ABOUT THIS TASK:
Make a word-for-word copy of the entries below from their first line through the line with "Events yielded while", and add nothing.

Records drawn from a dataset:
// src/llm/client.rs
// Streaming client for an OpenAI-compatible chat completions endpoint.

use std::pin::Pin;
use std::task::{Context, Poll};

use async_stream::try_stream;
use futures::stream::{Stream, StreamExt};
use serde_json::{Value, json};
use tracing::{debug, warn};

use crate::error::{Result, TutorError};
use crate::llm::Message;

/// Events yielded while consuming a completion stream. `Done` is the
/// endpoint's explicit end-of-stream signal; a stream that ends without it
/// was cut off and must not be committed to history.
#[derive(Debug, Clone, PartialEq)]
pub enum StreamEvent {
    Delta(String),
    Done,
}

pub type ChatStream = Pin<Box<dyn Stream<Item = Result<StreamEvent>> + Send>>;

#[derive(Clone)]
pub struct ChatClient {
    client: reqwest::Client,
    api_key: String,
    api_base: String,
}

impl ChatClient {
    /// No local request timeout: the endpoint's own behavior governs
    /// latency bounds.
    pub fn new(api_key: String, api_base: String) -> Self {
        Self {
            client: reqwest::Client::new(),
            api_key,
            api_base,
        }
    }

    fn completions_url(&self) -> String {
        format!("{}/chat/completions", self.api_base.trim_end_matches('/'))
    }

    /// Start a streaming chat completion. The returned stream yields text
    /// fragments in arrival order, then `Done` once the endpoint signals
    /// end of stream.
    pub async fn stream_chat(&self, model: &str, messages: &[Message]) -> Result<ChatStream> {
        let payload = json!({
            "model": model,
            "messages": messages
                .iter()
                .map(Message::to_request_message)
                .collect::<Vec<_>>(),
            "stream": true,
        });

        debug!(model, messages = messages.len(), "starting completion stream");

        let response = self
            .client
            .post(self.completions_url())
            .header("Authorization", format!("Bearer {}", self.api_key))
            .header("Content-Type", "application/json")
            .json(&payload)
            .send()
            .await
            .map_err(|e| TutorError::Endpoint(format!("request failed: {e}")))?;

        if !response.status().is_success() {
            let status = response.status();
            let body = response.text().await.unwrap_or_default();
            return Err(TutorError::Endpoint(format!(
                "endpoint returned {status}: {body}"
            )));
        }

        let bytes = Box::pin(response.bytes_stream());

        let stream = try_stream! {
            let mut lines = SseLines::new(bytes);
            while let Some(line) = lines.next().await {
                let line = line?;
                let Some(data) = line.strip_prefix("data: ") else {
                    continue;
                };
                if data == "[DONE]" {
                    yield StreamEvent::Done;
                    break;
                }
                match serde_json::from_str::<Value>(data) {
                    Ok(chunk) => {
                        if let Some(err) = chunk.get("error") {
                            Err::<(), _>(TutorError::Endpoint(format!("stream error: {err}")))?;
                        }
                        if let Some(delta) = chunk["choices"][0]["delta"]["content"].as_str() {
                            if !delta.is_empty() {
                                yield StreamEvent::Delta(delta.to_string());
                            }
                        }
                    }
                    Err(e) => {
                        warn!("skipping unparseable stream chunk: {e}");
                    }
                }
            }
        };

        Ok(Box::pin(stream))
    }
}

/// SSE line splitter that buffers bytes across chunk boundaries, so a
/// fragment split mid-line (or mid-codepoint) reassembles correctly.
struct SseLines<S> {
    inner: S,
    buffer: Vec<u8>,
}

impl<S> SseLines<S> {
    fn new(inner: S) -> Self {
        Self {
            inner,
            buffer: Vec::new(),
        }
    }

    fn take_line(&mut self, newline: usize) -> Result<String> {
        let mut line: Vec<u8> = self.buffer.drain(..=newline).collect();
        line.pop(); // the '\n'
        if line.last() == Some(&b'\r') {
            line.pop();
        }
        String::from_utf8(line)
            .map_err(|e| TutorError::Endpoint(format!("invalid UTF-8 in stream: {e}")))
    }
}

impl<S, B> Stream for SseLines<S>
where
    S: Stream<Item = std::result::Result<B, reqwest::Error>> + Unpin,
    B: AsRef<[u8]>,
{
    type Item = Result<String>;

    fn poll_next(self: Pin<&mut Self>, cx: &mut Context<'_>) -> Poll<Option<Self::Item>> {
        let this = self.get_mut();
        loop {
            if let Some(pos) = this.buffer.iter().position(|&b| b == b'\n') {
                return Poll::Ready(Some(this.take_line(pos)));
            }

            match Pin::new(&mut this.inner).poll_next(cx) {
                Poll::Ready(Some(Ok(chunk))) => {
                    this.buffer.extend_from_slice(chunk.as_ref());
                }
                Poll::Ready(Some(Err(e))) => {
                    return Poll::Ready(Some(Err(TutorError::Endpoint(format!(
                        "stream error: {e}"
                    )))));
                }
                Poll::Ready(None) => {
                    if this.buffer.is_empty() {
                        return Poll::Ready(None);
                    }
                    let rest = std::mem::take(&mut this.buffer);
                    return Poll::Ready(Some(String::from_utf8(rest).map_err(|e| {
                        TutorError::Endpoint(format!("invalid UTF-8 in stream: {e}"))
                    })));
                }
                Poll::Pending => return Poll::Pending,
            }
        }
    }
}

#[cfg(test)]
mod tests {
    use super::*;
    use futures::stream;

    fn chunked(parts: Vec<&'static str>) -> impl Stream<Item = std::result::Result<&'static [u8], reqwest::Error>> + Unpin {
        stream::iter(parts.into_iter().map(|p| Ok(p.as_bytes())))
    }

    #[tokio::test]
    async fn test_lines_reassemble_across_chunks() {
        let inner = chunked(vec!["data: hel", "lo\ndata: wor", "ld\n"]);
        let lines: Vec<String> = SseLines::new(inner)
            .map(|l| l.unwrap())
            .collect()
            .await;
        assert_eq!(lines, vec!["data: hello", "data: world"]);
    }

    #[tokio::test]
    async fn test_crlf_lines_are_trimmed() {
        let inner = chunked(vec!["data: one\r\n\r\ndata: two\r\n"]);
        let lines: Vec<String> = SseLines::new(inner)
            .map(|l| l.unwrap())
            .collect()
            .await;
        assert_eq!(lines, vec!["data: one", "", "data: two"]);
    }

    #[tokio::test]
    async fn test_trailing_line_without_newline_is_flushed() {
        let inner = chunked(vec!["data: tail"]);
        let lines: Vec<String> = SseLines::new(inner)
            .map(|l| l.unwrap())
            .collect()
            .await;
        assert_eq!(lines, vec!["data: tail"]);
    }
}
// src/ingest/pdf.rs

use tracing::debug;

use super::AttachmentDecoder;
use crate::error::{Result, TutorError};
use crate::llm::ContentBlock;

/// Extracts per-page text and concatenates it under literal `Page N:`
/// headers. Pages with no extractable text keep their header with an empty
/// body so page numbering stays intact.
pub struct PdfDecoder;

impl AttachmentDecoder for PdfDecoder {
    fn decode(&self, bytes: &[u8]) -> Result<ContentBlock> {
        let doc = lopdf::Document::load_mem(bytes)
            .map_err(|e| TutorError::AttachmentDecode(format!("invalid PDF data: {e}")))?;
        if doc.is_encrypted() {
            return Err(TutorError::AttachmentDecode(
                "PDF is password protected".to_string(),
            ));
        }

        let pages = pdf_extract::extract_text_from_mem_by_pages(bytes)
            .map_err(|e| TutorError::AttachmentDecode(format!("PDF text extraction failed: {e}")))?;

        debug!(pages = pages.len(), "PDF attachment extracted");

        let segments: Vec<String> = pages
            .iter()
            .enumerate()
            .map(|(i, raw)| {
                let text = raw.trim();
                if text.is_empty() {
                    format!("Page {}:", i + 1)
                } else {
                    format!("Page {}:\n{}", i + 1, text)
                }
            })
            .collect();

        Ok(ContentBlock::text(segments.join("\n")))
    }
}
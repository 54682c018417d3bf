// src/error.rs
// Error taxonomy for the tutor backend.
//
// Config and PromptFile are fatal at startup/load; AttachmentDecode and
// Endpoint are local to one turn and never corrupt session state beyond it.

use std::path::PathBuf;

#[derive(Debug, thiserror::Error)]
pub enum TutorError {
    #[error("Configuration error: {0}")]
    Config(String),

    #[error("Attachment decode error: {0}")]
    AttachmentDecode(String),

    #[error("Prompt file error at {}: {source}", .path.display())]
    PromptFile {
        path: PathBuf,
        #[source]
        source: std::io::Error,
    },

    #[error("Completion endpoint error: {0}")]
    Endpoint(String),
}

impl TutorError {
    /// Stable code sent to the presentation layer alongside error messages.
    pub fn code(&self) -> &'static str {
        match self {
            TutorError::Config(_) => "config",
            TutorError::AttachmentDecode(_) => "attachment_decode",
            TutorError::PromptFile { .. } => "prompt_file",
            TutorError::Endpoint(_) => "endpoint",
        }
    }
}

pub type Result<T> = std::result::Result<T, TutorError>;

ANSWER TO THIS TASK:
// src/llm/client.rs
// Streaming client for an OpenAI-compatible chat completions endpoint.

use std::pin::Pin;
use std::task::{Context, Poll};

use async_stream::try_stream;
use futures::stream::{Stream, StreamExt};
use serde_json::{Value, json};
use tracing::{debug, warn};

use crate::error::{Result, TutorError};
use crate::llm::Message;

/// Events yielded while consuming a completion stream. `Done` is the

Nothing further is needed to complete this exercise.